Identify each line below that contains the word "Future", and copy it out.

(Entries taken from a collection)

== Segment start ==

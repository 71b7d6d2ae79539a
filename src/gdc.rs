use std::collections::BTreeMap;
use std::time::Duration;

use async_trait::async_trait;
use reqwest::header::{HeaderMap, HeaderValue, USER_AGENT};
use reqwest::{Client, RequestBuilder, Response};
use serde::de::DeserializeOwned;
use serde::{Deserialize, Serialize};
use serde_json::Value;
use tracing::{debug, warn};

use crate::domain::{CaseId, CaseSummary, FileDescriptor, FileId, ProjectId, ProjectSummary};
use crate::error::{KiraError, is_retryable_status};

pub const PROJECT_PAGE_SIZE: u32 = 2000;
pub const CASE_PAGE_SIZE: u32 = 10_000;
pub const FILE_PAGE_SIZE: u32 = 100;

const PROJECTS_QUERY: &str = r#"
query Projects($size: Int) {
  projects {
    hits(first: $size) {
      edges { node { project_id name summary { case_count } } }
    }
  }
}"#;

const CASES_QUERY: &str = r#"
query ProjectCases($filters: FiltersArgument, $size: Int) {
  repository {
    cases {
      hits(first: $size, filters: $filters) {
        edges { node { case_id submitter_id } }
      }
    }
  }
}"#;

const FILES_QUERY: &str = r#"
query FileSearch($filters: FiltersArgument, $size: Int) {
  repository {
    files {
      hits(first: $size, filters: $filters) {
        edges { node { file_id file_name } }
      }
    }
  }
}"#;

#[async_trait]
pub trait DiscoveryClient: Send + Sync {
    async fn list_projects(&self) -> Result<Vec<ProjectSummary>, KiraError>;
    async fn list_cases(&self, project: &ProjectId) -> Result<Vec<CaseSummary>, KiraError>;
    /// The single open-access STAR count table for `case`, or `None` when absent or ambiguous.
    async fn resolve_file(&self, case: &CaseId) -> Result<Option<FileDescriptor>, KiraError>;
}

#[derive(Debug, Clone, PartialEq, Serialize)]
#[serde(tag = "op", content = "content")]
pub enum Filter {
    #[serde(rename = "and")]
    And(Vec<Filter>),
    #[serde(rename = "=")]
    Eq(FieldValue),
    #[serde(rename = "in")]
    In(FieldValues),
}

#[derive(Debug, Clone, PartialEq, Serialize)]
pub struct FieldValue {
    pub field: String,
    pub value: String,
}

#[derive(Debug, Clone, PartialEq, Serialize)]
pub struct FieldValues {
    pub field: String,
    pub value: Vec<String>,
}

impl Filter {
    pub fn eq(field: impl Into<String>, value: impl Into<String>) -> Self {
        Filter::Eq(FieldValue {
            field: field.into(),
            value: value.into(),
        })
    }

    pub fn any_of(field: impl Into<String>, values: impl IntoIterator<Item = String>) -> Self {
        Filter::In(FieldValues {
            field: field.into(),
            value: values.into_iter().collect(),
        })
    }

    pub fn all(filters: impl IntoIterator<Item = Filter>) -> Self {
        Filter::And(filters.into_iter().collect())
    }
}

pub fn eligible_file_filters(prefix: &str) -> Vec<Filter> {
    vec![
        Filter::any_of(
            format!("{prefix}data_category"),
            ["Transcriptome Profiling".to_string()],
        ),
        Filter::eq(format!("{prefix}analysis.workflow_type"), "STAR - Counts"),
        Filter::eq(format!("{prefix}data_format"), "TSV"),
        Filter::eq(format!("{prefix}access"), "open"),
    ]
}

pub fn project_cases_filter(project: &ProjectId) -> Filter {
    let mut filters = vec![Filter::eq("project.project_id", project.as_str())];
    filters.extend(eligible_file_filters("files."));
    Filter::all(filters)
}

pub fn case_files_filter(case: &CaseId) -> Filter {
    let mut filters = vec![Filter::any_of(
        "cases.case_id",
        [case.as_str().to_string()],
    )];
    filters.extend(eligible_file_filters(""));
    Filter::all(filters)
}

#[derive(Debug, Serialize)]
struct GraphQlRequest<V> {
    query: &'static str,
    variables: V,
}

#[derive(Debug, Serialize)]
struct SizeVariables {
    size: u32,
}

#[derive(Debug, Serialize)]
struct FilterVariables {
    filters: Filter,
    size: u32,
}

#[derive(Debug, Deserialize)]
struct GraphQlResponse<T> {
    data: Option<T>,
    #[serde(default)]
    errors: Vec<Value>,
}

#[derive(Debug, Deserialize)]
struct Hits<T> {
    hits: Edges<T>,
}

#[derive(Debug, Deserialize)]
struct Edges<T> {
    #[serde(default = "Vec::new")]
    edges: Vec<Edge<T>>,
}

#[derive(Debug, Deserialize)]
struct Edge<T> {
    node: T,
}

#[derive(Debug, Deserialize)]
struct Repository<T> {
    repository: T,
}

#[derive(Debug, Deserialize)]
struct ProjectsData {
    projects: Hits<ProjectNode>,
}

#[derive(Debug, Deserialize)]
struct ProjectNode {
    project_id: String,
    name: Option<String>,
    summary: Option<ProjectSummaryNode>,
}

#[derive(Debug, Deserialize)]
struct ProjectSummaryNode {
    case_count: Option<Value>,
}

#[derive(Debug, Deserialize)]
struct CasesData {
    cases: Hits<CaseNode>,
}

#[derive(Debug, Deserialize)]
struct CaseNode {
    case_id: String,
    submitter_id: Option<String>,
}

#[derive(Debug, Deserialize)]
struct FilesData {
    files: Hits<FileNode>,
}

#[derive(Debug, Deserialize)]
struct FileNode {
    file_id: String,
    file_name: String,
}

#[derive(Clone)]
pub struct GdcHttpClient {
    client: Client,
    graphql_url: String,
    retry_delay: Duration,
}

impl GdcHttpClient {
    pub fn new(base_url: &str) -> Result<Self, KiraError> {
        let client = Client::builder()
            .default_headers(default_headers()?)
            .timeout(Duration::from_secs(60))
            .build()
            .map_err(KiraError::from_reqwest)?;
        Ok(Self {
            client,
            graphql_url: format!("{}/v0/graphql", base_url.trim_end_matches('/')),
            retry_delay: Duration::from_secs(1),
        })
    }

    pub fn with_retry_delay(mut self, delay: Duration) -> Self {
        self.retry_delay = delay;
        self
    }

    async fn query<V, T>(&self, query: &'static str, variables: V) -> Result<T, KiraError>
    where
        V: Serialize,
        T: DeserializeOwned,
    {
        let body = GraphQlRequest { query, variables };
        let response = self
            .send_with_retries(|| self.client.post(&self.graphql_url).json(&body))
            .await?;
        let response = handle_status(response).await?;
        let envelope: GraphQlResponse<T> = response.json().await.map_err(|err| {
            if err.is_decode() {
                KiraError::Response(err.to_string())
            } else {
                KiraError::from_reqwest(err)
            }
        })?;
        match envelope.data {
            Some(data) => Ok(data),
            None => Err(KiraError::Response(format!(
                "no data in response: {}",
                Value::Array(envelope.errors)
            ))),
        }
    }

    async fn send_with_retries<F>(&self, make_req: F) -> Result<Response, KiraError>
    where
        F: Fn() -> RequestBuilder,
    {
        const MAX_RETRIES: u32 = 3;
        let mut attempt = 0u32;
        loop {
            match make_req().send().await {
                Ok(resp) => {
                    let status = resp.status().as_u16();
                    if attempt < MAX_RETRIES && is_retryable_status(status) {
                        attempt += 1;
                        debug!(status, attempt, "retrying GDC request");
                        tokio::time::sleep(self.retry_delay * attempt).await;
                        continue;
                    }
                    return Ok(resp);
                }
                Err(err) => {
                    let err = KiraError::from_reqwest(err);
                    if attempt < MAX_RETRIES && err.is_transient() {
                        attempt += 1;
                        debug!(error = %err, attempt, "retrying GDC request");
                        tokio::time::sleep(self.retry_delay * attempt).await;
                        continue;
                    }
                    return Err(err);
                }
            }
        }
    }
}

#[async_trait]
impl DiscoveryClient for GdcHttpClient {
    async fn list_projects(&self) -> Result<Vec<ProjectSummary>, KiraError> {
        let data: ProjectsData = self
            .query(PROJECTS_QUERY, SizeVariables {
                size: PROJECT_PAGE_SIZE,
            })
            .await?;
        let mut projects = Vec::new();
        for Edge { node } in data.projects.hits.edges {
            let project_id = match node.project_id.parse::<ProjectId>() {
                Ok(id) => id,
                Err(err) => {
                    warn!(error = %err, "skipping project with invalid id");
                    continue;
                }
            };
            projects.push(ProjectSummary {
                project_id,
                name: node.name,
                case_count: node
                    .summary
                    .and_then(|summary| summary.case_count)
                    .as_ref()
                    .and_then(coerce_count),
            });
        }
        Ok(projects)
    }

    async fn list_cases(&self, project: &ProjectId) -> Result<Vec<CaseSummary>, KiraError> {
        let data: Repository<CasesData> = self
            .query(CASES_QUERY, FilterVariables {
                filters: project_cases_filter(project),
                size: CASE_PAGE_SIZE,
            })
            .await?;
        let mut cases = Vec::new();
        for Edge { node } in data.repository.cases.hits.edges {
            match node.case_id.parse::<CaseId>() {
                Ok(case_id) => cases.push(CaseSummary {
                    case_id,
                    submitter_id: node.submitter_id,
                }),
                Err(err) => warn!(project_id = %project, error = %err, "skipping case"),
            }
        }
        Ok(cases)
    }

    async fn resolve_file(&self, case: &CaseId) -> Result<Option<FileDescriptor>, KiraError> {
        let data: Repository<FilesData> = self
            .query(FILES_QUERY, FilterVariables {
                filters: case_files_filter(case),
                size: FILE_PAGE_SIZE,
            })
            .await?;
        let candidates: BTreeMap<String, String> = data
            .repository
            .files
            .hits
            .edges
            .into_iter()
            .map(|Edge { node }| (node.file_id, node.file_name))
            .collect();
        pick_single_file(case, candidates)
    }
}

fn pick_single_file(
    case: &CaseId,
    candidates: BTreeMap<String, String>,
) -> Result<Option<FileDescriptor>, KiraError> {
    if candidates.len() > 1 {
        warn!(case_id = %case, candidates = candidates.len(), "ambiguous count files");
        return Ok(None);
    }
    let Some((file_id, file_name)) = candidates.into_iter().next() else {
        return Ok(None);
    };
    let file_id: FileId = file_id.parse()?;
    Ok(Some(FileDescriptor { file_id, file_name }))
}

pub(crate) fn default_headers() -> Result<HeaderMap, KiraError> {
    let mut headers = HeaderMap::new();
    headers.insert(
        USER_AGENT,
        HeaderValue::from_str(&format!("kira-ei/{}", env!("CARGO_PKG_VERSION")))
            .map_err(|err| KiraError::Response(err.to_string()))?,
    );
    Ok(headers)
}

pub(crate) async fn handle_status(response: Response) -> Result<Response, KiraError> {
    let status = response.status();
    if status.is_success() {
        return Ok(response);
    }
    let message = response
        .text()
        .await
        .unwrap_or_else(|_| "GDC request failed".to_string());
    if status.as_u16() == 429 {
        return Err(KiraError::RateLimited(message));
    }
    Err(KiraError::Status {
        status: status.as_u16(),
        message,
    })
}

fn coerce_count(value: &Value) -> Option<u64> {
    match value {
        Value::Number(number) => number
            .as_u64()
            .or_else(|| number.as_f64().filter(|v| *v >= 0.0).map(|v| v as u64)),
        Value::String(text) => text.trim().parse::<f64>().ok().filter(|v| *v >= 0.0).map(|v| v as u64),
        _ => None,
    }
}
use std::future::Future;
use std::time::Duration;

use tracing::warn;

use crate::error::KiraError;

#[derive(Debug, Clone)]
pub struct RetryPolicy {
    pub max_attempts: u32,
    pub base_delay: Duration,
    pub max_delay: Duration,
    pub retryable: fn(&KiraError) -> bool,
}

impl Default for RetryPolicy {
    fn default() -> Self {
        Self::new(5, Duration::from_secs(1))
    }
}

impl RetryPolicy {
    pub fn new(max_attempts: u32, base_delay: Duration) -> Self {
        Self {
            max_attempts: max_attempts.max(1),
            base_delay,
            max_delay: Duration::from_secs(60),
            retryable: KiraError::is_transient,
        }
    }

    /// Delay after failed attempt `attempt` (1-based): base, 2x base, 4x base, ...
    pub fn delay_for(&self, attempt: u32) -> Duration {
        let factor = 2u32.saturating_pow(attempt.saturating_sub(1));
        self.base_delay
            .checked_mul(factor)
            .unwrap_or(self.max_delay)
            .min(self.max_delay)
    }

    pub async fn run<T, F, Fut>(&self, mut op: F) -> Result<T, KiraError>
    where
        F: FnMut(u32) -> Fut,
        Fut: Future<Output = Result<T, KiraError>>,
    {
        let mut attempt = 1;
        loop {
            match op(attempt).await {
                Ok(value) => return Ok(value),
                Err(err) if attempt < self.max_attempts && (self.retryable)(&err) => {
                    let delay = self.delay_for(attempt);
                    warn!(
                        error = %err,
                        attempt,
                        max_attempts = self.max_attempts,
                        delay_ms = delay.as_millis() as u64,
                        "transient failure, retrying run"
                    );
                    tokio::time::sleep(delay).await;
                    attempt += 1;
                }
                Err(err) => return Err(err),
            }
        }
    }
}
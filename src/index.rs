use std::collections::{BTreeMap, HashSet};
use std::sync::{Arc, RwLock, RwLockReadGuard, RwLockWriteGuard};

use tracing::{info, warn};

use crate::checkpoint::{CheckpointId, CheckpointManager};
use crate::domain::CaseId;
use crate::error::KiraError;
use crate::reducer::FeatureSpace;

#[derive(Debug, Clone, Default)]
pub struct IndexSnapshot {
    pub dimension: Option<usize>,
    pub feature_space: Option<FeatureSpace>,
    pub data: Vec<f32>,
    pub mapping: BTreeMap<CaseId, usize>,
}

impl IndexSnapshot {
    pub fn rows(&self) -> usize {
        match self.dimension {
            Some(dimension) if dimension > 0 => self.data.len() / dimension,
            _ => 0,
        }
    }

    pub fn row(&self, pos: usize) -> Option<&[f32]> {
        let dimension = self.dimension?;
        self.data.get(pos * dimension..(pos + 1) * dimension)
    }

    pub fn vector(&self, case_id: &CaseId) -> Option<&[f32]> {
        self.mapping.get(case_id).and_then(|pos| self.row(*pos))
    }

    pub fn entries_by_row(&self) -> Vec<(&CaseId, usize)> {
        let mut entries: Vec<_> = self.mapping.iter().map(|(id, pos)| (id, *pos)).collect();
        entries.sort_by_key(|(_, pos)| *pos);
        entries
    }

    pub fn validate(&self) -> Result<(), String> {
        let Some(dimension) = self.dimension else {
            if !self.data.is_empty() || !self.mapping.is_empty() {
                return Err("vectors present without a dimension".to_string());
            }
            return Ok(());
        };
        if dimension == 0 {
            return Err("dimension is zero".to_string());
        }
        if self.data.len() % dimension != 0 {
            return Err(format!(
                "{} values do not divide into rows of {dimension}",
                self.data.len()
            ));
        }
        if let Some(space) = &self.feature_space {
            if space.len() != dimension {
                return Err(format!(
                    "feature space has {} genes but dimension is {dimension}",
                    space.len()
                ));
            }
        }
        let rows = self.rows();
        let mut seen = HashSet::with_capacity(self.mapping.len());
        for (case_id, pos) in &self.mapping {
            if *pos >= rows {
                return Err(format!("case {case_id} maps to row {pos} of {rows}"));
            }
            if !seen.insert(*pos) {
                return Err(format!("row {pos} is mapped more than once"));
            }
        }
        Ok(())
    }

    /// Appends `other` after the rows already present. Case ids already mapped keep their
    /// existing vector; the incoming duplicate and any unreferenced rows are not copied.
    /// Returns the number of cases added.
    pub fn absorb(&mut self, other: IndexSnapshot) -> Result<usize, KiraError> {
        let Some(dimension) = other.dimension else {
            return Ok(0);
        };
        if let Some(expected) = self.dimension {
            if expected != dimension {
                return Err(KiraError::DimensionMismatch {
                    expected,
                    actual: dimension,
                });
            }
        }
        if let (Some(mine), Some(theirs)) = (&self.feature_space, &other.feature_space) {
            if mine != theirs {
                return Err(KiraError::Checkpoint {
                    id: "merge".to_string(),
                    message: "feature spaces differ".to_string(),
                });
            }
        }

        self.dimension = Some(dimension);
        if self.feature_space.is_none() {
            self.feature_space = other.feature_space.clone();
        }
        let mut added = 0;
        for (case_id, pos) in other.entries_by_row() {
            if self.mapping.contains_key(case_id) {
                continue;
            }
            let Some(vector) = other.row(pos) else {
                continue;
            };
            let next = self.rows();
            self.data.extend_from_slice(vector);
            self.mapping.insert(case_id.clone(), next);
            added += 1;
        }
        Ok(added)
    }
}

struct CheckpointHook {
    manager: Arc<CheckpointManager>,
    interval: usize,
}

struct IndexState {
    snapshot: IndexSnapshot,
    last_checkpoint: usize,
}

pub struct VectorIndex {
    state: RwLock<IndexState>,
    hook: Option<CheckpointHook>,
}

impl Default for VectorIndex {
    fn default() -> Self {
        Self::new()
    }
}

impl VectorIndex {
    pub fn new() -> Self {
        Self::from_snapshot(IndexSnapshot::default())
    }

    /// Restores from a snapshot; its rows count as already checkpointed.
    pub fn from_snapshot(snapshot: IndexSnapshot) -> Self {
        let last_checkpoint = snapshot.rows();
        Self {
            state: RwLock::new(IndexState {
                snapshot,
                last_checkpoint,
            }),
            hook: None,
        }
    }

    pub fn with_checkpoints(mut self, manager: Arc<CheckpointManager>, interval: usize) -> Self {
        self.hook = Some(CheckpointHook {
            manager,
            interval: interval.max(1),
        });
        self
    }

    pub fn add(&self, case_id: CaseId, vector: Vec<f32>) -> Result<usize, KiraError> {
        let mut state = self.write()?;
        if vector.is_empty() {
            return Err(KiraError::EmptyVector(case_id.to_string()));
        }
        if state.snapshot.mapping.contains_key(&case_id) {
            return Err(KiraError::DuplicateCase(case_id.to_string()));
        }
        if let Some(expected) = state.snapshot.dimension {
            if expected != vector.len() {
                return Err(KiraError::DimensionMismatch {
                    expected,
                    actual: vector.len(),
                });
            }
        }

        let snapshot = &mut state.snapshot;
        snapshot.dimension = Some(vector.len());
        let pos = snapshot.rows();
        snapshot.data.extend_from_slice(&vector);
        snapshot.mapping.insert(case_id, pos);

        if let Some(hook) = &self.hook {
            let rows = state.snapshot.rows();
            if rows - state.last_checkpoint >= hook.interval {
                match hook.manager.save(&state.snapshot) {
                    Ok(id) => {
                        info!(checkpoint = %id, rows, "interval checkpoint written");
                        state.last_checkpoint = rows;
                    }
                    Err(err) => warn!(error = %err, rows, "interval checkpoint failed"),
                }
            }
        }
        Ok(pos)
    }

    pub fn get(&self, case_id: &CaseId) -> Option<Vec<f32>> {
        let state = self.read().ok()?;
        state.snapshot.vector(case_id).map(<[f32]>::to_vec)
    }

    pub fn contains(&self, case_id: &CaseId) -> bool {
        self.read()
            .map(|state| state.snapshot.mapping.contains_key(case_id))
            .unwrap_or(false)
    }

    pub fn size(&self) -> usize {
        self.read().map(|state| state.snapshot.rows()).unwrap_or(0)
    }

    pub fn dimension(&self) -> Option<usize> {
        self.read().ok().and_then(|state| state.snapshot.dimension)
    }

    pub fn feature_space(&self) -> Option<FeatureSpace> {
        self.read()
            .ok()
            .and_then(|state| state.snapshot.feature_space.clone())
    }

    pub fn establish_feature_space(
        &self,
        candidate: FeatureSpace,
    ) -> Result<FeatureSpace, KiraError> {
        let mut state = self.write()?;
        if let Some(existing) = &state.snapshot.feature_space {
            return Ok(existing.clone());
        }
        if let Some(expected) = state.snapshot.dimension {
            if expected != candidate.len() {
                return Err(KiraError::DimensionMismatch {
                    expected,
                    actual: candidate.len(),
                });
            }
        }
        info!(genes = candidate.len(), "feature space established");
        state.snapshot.feature_space = Some(candidate.clone());
        Ok(candidate)
    }

    pub fn read_with<R>(&self, f: impl FnOnce(&IndexSnapshot) -> R) -> Result<R, KiraError> {
        let state = self.read()?;
        Ok(f(&state.snapshot))
    }

    pub fn snapshot(&self) -> Result<IndexSnapshot, KiraError> {
        self.read_with(IndexSnapshot::clone)
    }

    pub fn checkpoint(&self) -> Result<Option<CheckpointId>, KiraError> {
        let Some(hook) = &self.hook else {
            return Ok(None);
        };
        let mut state = self.write()?;
        let rows = state.snapshot.rows();
        if rows == 0 || rows == state.last_checkpoint {
            return Ok(None);
        }
        let id = hook.manager.save(&state.snapshot)?;
        state.last_checkpoint = rows;
        Ok(Some(id))
    }

    fn read(&self) -> Result<RwLockReadGuard<'_, IndexState>, KiraError> {
        self.state
            .read()
            .map_err(|_| KiraError::IndexUnavailable("index lock poisoned".to_string()))
    }

    fn write(&self) -> Result<RwLockWriteGuard<'_, IndexState>, KiraError> {
        self.state
            .write()
            .map_err(|_| KiraError::IndexUnavailable("index lock poisoned".to_string()))
    }
}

== Segment end ==

**OUTPUT FOR THIS EXERCISE**
use std::future::Future;
        Fut: Future<Output = Result<T, KiraError>>,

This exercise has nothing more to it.